A complementary treatment currently approved is to vaccinate myeloma patients against pneumococcus, a common bacterial infection, a year after their transplantation. But why wait a year, wondered researchers at the University of Pennsylvania School of Medicine? Their own investigation revealed that protective levels of immunity against pneumococcus could be obtained in patients who were given the prophylactic bacterial vaccine in addition to a new autologous T-cell-based vaccine only two weeks after transplantation. Indeed, protection developed in the patients within a month after the transplantation. Their clinical trial is described in this week's online edition of Nature Medicine.
"We found that we can rapidly rebuild the patients' immunity after chemotherapy and stem-cell transplant," said Carl June, MD, Director of Translational Research at Penn's Abramson Cancer Center. "For future studies, we will apply the principles learned from this study to hone the development of a cancer vaccine aimed directly at tumors and other cancers," added June, who is also Professor of Pathology and Laboratory Medicine in Penn's School of Medicine.
Patients in the study were all given two pneumococcal vaccines one month and three months after their stem-cell transplants; whereas normally they would have to wait up to a year. The patients were then divided into four groups: one group received an initial pneumococcal vaccine before transplantation and chemotherapy, then a T-cell vaccine immediately after; a second group received the pneumococcal vaccine before transplantation and chemotherapy, but received the T-cell vaccine three months after their transplant and chemotherapy. The last pair of groups did not get the initial pneumococcal vaccine before the standard transplant and chemotherapy, but did receive the T-cell vaccine immediately after or three months after the standard treatment.

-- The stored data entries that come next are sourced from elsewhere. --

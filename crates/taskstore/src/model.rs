//! Task records and API payloads.

use chrono::{DateTime, Utc};
use serde::{Deserialize, Serialize};
use sqlx::FromRow;
use thiserror::Error;

/// Completion notes are clamped to this many characters.
pub const MAX_COMPLETION_NOTE: usize = 500;
/// Hard cap on task bounties (milli-units).
pub const MAX_BOUNTY_GOLD: i64 = 5000;

#[derive(Debug, Error)]
pub enum TaskStoreError {
    #[error("task not found")]
    NotFound,
    #[error("task already completed")]
    AlreadyCompleted,
    #[error("task already accepted")]
    AlreadyAccepted,
    #[error("bounty_gold {0} exceeds maximum of {MAX_BOUNTY_GOLD}")]
    BountyTooHigh(i64),
    #[error("urgency {0} must be between 0 and 4")]
    UrgencyOutOfRange(i64),
    #[error("task_type elements must be non-empty strings")]
    EmptyTaskType,
    #[error(transparent)]
    Db(#[from] sqlx::Error),
}

/// Raw database row. `task_type` stays JSON-encoded here and is parsed at
/// the API boundary.
#[derive(Debug, Clone, FromRow)]
pub struct TaskRow {
    pub id: i64,
    pub title: String,
    pub description: String,
    pub location: Option<String>,
    pub zone: Option<String>,
    pub task_type: Option<String>,
    pub bounty_gold: i64,
    pub bounty_xp: i64,
    pub urgency: i64,
    pub min_people_required: i64,
    pub estimated_duration: i64,
    pub is_completed: bool,
    pub is_queued: bool,
    pub dispatched_at: Option<DateTime<Utc>>,
    pub created_at: DateTime<Utc>,
    pub completed_at: Option<DateTime<Utc>>,
    pub expires_at: Option<DateTime<Utc>>,
    pub last_reminded_at: Option<DateTime<Utc>>,
    pub assigned_to: Option<i64>,
    pub accepted_at: Option<DateTime<Utc>>,
    pub announcement_audio_url: Option<String>,
    pub announcement_text: Option<String>,
    pub completion_audio_url: Option<String>,
    pub completion_text: Option<String>,
    pub report_status: Option<String>,
    pub completion_note: Option<String>,
}

impl TaskRow {
    pub fn into_task(self) -> Task {
        let task_type = self
            .task_type
            .as_deref()
            .and_then(|raw| serde_json::from_str(raw).ok())
            .unwrap_or_default();
        Task {
            id: self.id,
            title: self.title,
            description: self.description,
            location: self.location,
            zone: self.zone,
            task_type,
            bounty_gold: self.bounty_gold,
            bounty_xp: self.bounty_xp,
            urgency: self.urgency,
            min_people_required: self.min_people_required,
            estimated_duration: self.estimated_duration,
            is_completed: self.is_completed,
            is_queued: self.is_queued,
            dispatched_at: self.dispatched_at,
            created_at: self.created_at,
            completed_at: self.completed_at,
            expires_at: self.expires_at,
            last_reminded_at: self.last_reminded_at,
            assigned_to: self.assigned_to,
            accepted_at: self.accepted_at,
            announcement_audio_url: self.announcement_audio_url,
            announcement_text: self.announcement_text,
            completion_audio_url: self.completion_audio_url,
            completion_text: self.completion_text,
            report_status: self.report_status,
            completion_note: self.completion_note,
        }
    }
}

/// API-facing task representation (`task_type` decoded to a list).
#[derive(Debug, Clone, Serialize, Deserialize)]
pub struct Task {
    pub id: i64,
    pub title: String,
    pub description: String,
    pub location: Option<String>,
    pub zone: Option<String>,
    pub task_type: Vec<String>,
    pub bounty_gold: i64,
    pub bounty_xp: i64,
    pub urgency: i64,
    pub min_people_required: i64,
    pub estimated_duration: i64,
    pub is_completed: bool,
    pub is_queued: bool,
    pub dispatched_at: Option<DateTime<Utc>>,
    pub created_at: DateTime<Utc>,
    pub completed_at: Option<DateTime<Utc>>,
    pub expires_at: Option<DateTime<Utc>>,
    pub last_reminded_at: Option<DateTime<Utc>>,
    pub assigned_to: Option<i64>,
    pub accepted_at: Option<DateTime<Utc>>,
    pub announcement_audio_url: Option<String>,
    pub announcement_text: Option<String>,
    pub completion_audio_url: Option<String>,
    pub completion_text: Option<String>,
    pub report_status: Option<String>,
    pub completion_note: Option<String>,
}

/// Create payload. Dedup may turn a create into an in-place update of an
/// existing open task, in which case the existing id is returned.
#[derive(Debug, Clone, Serialize, Deserialize)]
pub struct TaskCreate {
    pub title: String,
    #[serde(default)]
    pub description: String,
    #[serde(default)]
    pub location: Option<String>,
    #[serde(default)]
    pub zone: Option<String>,
    #[serde(default)]
    pub task_type: Vec<String>,
    #[serde(default)]
    pub bounty_gold: i64,
    #[serde(default)]
    pub bounty_xp: i64,
    #[serde(default = "default_urgency")]
    pub urgency: i64,
    #[serde(default = "default_min_people")]
    pub min_people_required: i64,
    #[serde(default = "default_duration")]
    pub estimated_duration: i64,
    #[serde(default)]
    pub expires_at: Option<DateTime<Utc>>,
    /// Set by the scheduler when the dispatch oracle decided to hold the
    /// task back; defaults to immediately dispatched.
    #[serde(default)]
    pub is_queued: bool,
    #[serde(default)]
    pub announcement_audio_url: Option<String>,
    #[serde(default)]
    pub announcement_text: Option<String>,
    #[serde(default)]
    pub completion_audio_url: Option<String>,
    #[serde(default)]
    pub completion_text: Option<String>,
}

fn default_urgency() -> i64 {
    2
}
fn default_min_people() -> i64 {
    1
}
fn default_duration() -> i64 {
    10
}

impl TaskCreate {
    pub fn validate(&self) -> Result<(), TaskStoreError> {
        if self.bounty_gold > MAX_BOUNTY_GOLD {
            return Err(TaskStoreError::BountyTooHigh(self.bounty_gold));
        }
        if !(0..=4).contains(&self.urgency) {
            return Err(TaskStoreError::UrgencyOutOfRange(self.urgency));
        }
        if self.task_type.iter().any(|t| t.trim().is_empty()) {
            return Err(TaskStoreError::EmptyTaskType);
        }
        Ok(())
    }

    /// Default display lifetime when the caller supplied no expiry:
    /// 24 h baseline, clamped to 1 h for environment issues, stretched to a
    /// week for supplies, clamped to 30 min for urgent flags.
    pub fn expiry_minutes(&self) -> i64 {
        let mut minutes: i64 = 60 * 24;
        let has = |tag: &str| self.task_type.iter().any(|t| t == tag);
        if has("environment") {
            minutes = minutes.min(60);
        }
        if has("supply") {
            minutes = 60 * 24 * 7;
        }
        if has("urgent") {
            minutes = minutes.min(30);
        }
        minutes
    }
}

#[derive(Debug, Clone, Default, Deserialize)]
pub struct TaskAccept {
    /// `None` means an anonymous kiosk accept.
    pub user_id: Option<i64>,
}

#[derive(Debug, Clone, Default, Deserialize)]
pub struct TaskComplete {
    pub report_status: Option<String>,
    pub completion_note: Option<String>,
}

/// Outcome of a create: either a brand-new row or a dedup merge.
#[derive(Debug, Clone)]
pub struct CreateOutcome {
    pub task: Task,
    pub deduplicated: bool,
}

#[derive(Debug, Clone, Serialize, Deserialize)]
pub struct SystemStatsResponse {
    pub total_xp: i64,
    pub tasks_completed: i64,
    pub tasks_created: i64,
    pub tasks_active: i64,
    pub tasks_queued: i64,
    pub tasks_completed_last_hour: i64,
}

#[derive(Debug, Clone, Deserialize)]
pub struct VoiceEventCreate {
    pub message: String,
    #[serde(default)]
    pub audio_url: Option<String>,
    #[serde(default)]
    pub zone: Option<String>,
    #[serde(default)]
    pub tone: Option<String>,
}

#[derive(Debug, Clone, Deserialize)]
pub struct UserCreate {
    pub username: String,
    #[serde(default)]
    pub display_name: Option<String>,
}

#[derive(Debug, Clone, Serialize, FromRow)]
pub struct User {
    pub id: i64,
    pub username: String,
    pub display_name: Option<String>,
    pub created_at: DateTime<Utc>,
}

#[cfg(test)]
mod tests {
    use super::*;

    fn base_create() -> TaskCreate {
        TaskCreate {
            title: "T".into(),
            description: String::new(),
            location: None,
            zone: None,
            task_type: vec![],
            bounty_gold: 0,
            bounty_xp: 0,
            urgency: 2,
            min_people_required: 1,
            estimated_duration: 10,
            expires_at: None,
            is_queued: false,
            announcement_audio_url: None,
            announcement_text: None,
            completion_audio_url: None,
            completion_text: None,
        }
    }

    #[test]
    fn bounty_cap_enforced() {
        let mut create = base_create();
        create.bounty_gold = 5000;
        assert!(create.validate().is_ok());
        create.bounty_gold = 5001;
        assert!(matches!(
            create.validate(),
            Err(TaskStoreError::BountyTooHigh(_))
        ));
    }

    #[test]
    fn empty_task_type_element_rejected() {
        let mut create = base_create();
        create.task_type = vec!["supply".into(), "  ".into()];
        assert!(matches!(
            create.validate(),
            Err(TaskStoreError::EmptyTaskType)
        ));
    }

    #[test]
    fn expiry_rules_by_task_type() {
        let mut create = base_create();
        assert_eq!(create.expiry_minutes(), 60 * 24);
        create.task_type = vec!["environment".into()];
        assert_eq!(create.expiry_minutes(), 60);
        create.task_type = vec!["supply".into()];
        assert_eq!(create.expiry_minutes(), 60 * 24 * 7);
        create.task_type = vec!["urgent".into()];
        assert_eq!(create.expiry_minutes(), 30);
    }
}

The researchers found that the patients in the group that received the early pneumococcal vaccine plus the early T-cell vaccine infusion had an immune response that was protective and higher than often achieved in normal patients who do not have cancer.
At the recently opened Clinical Cell and Vaccine Production Facility at Penn, "we have been using new cell-based custom therapeutics derived from a patient's own T cells in this and other studies, with the long term goal of improving outcome and extending life," explains co-author Bruce Levine, PhD, who directs the Facility. T-cells are taken from a patient and expanded about a thousand fold. The engineered T-cells are then given back to the patient a few weeks later via an infusion. The newly grown T cells continue to grow in the patient, which is different than a red blood cell transfusion. The effect of this therapy is to quickly repopulate a patient's immune system with mature cells that can support immunity against infections, and potentially against tumors.
"This study showed how to take a vaccine that is a failure in people after chemotherapy and to modify it so that it works in cancer patients after chemotherapy," says June. "The surprising thing is that the vaccine works better than normal in many of the patients. This is the first step in developing a new form of personalized therapy for the treatment of cancer, where engineered T-cells will be used to boost the immune system, essentially priming it to make cancer vaccines work better."
In addition to June and Levine, study co-authors include Edward Stadtmauer from Penn and Aaron Rapoport and Alan Cross, University of Maryland.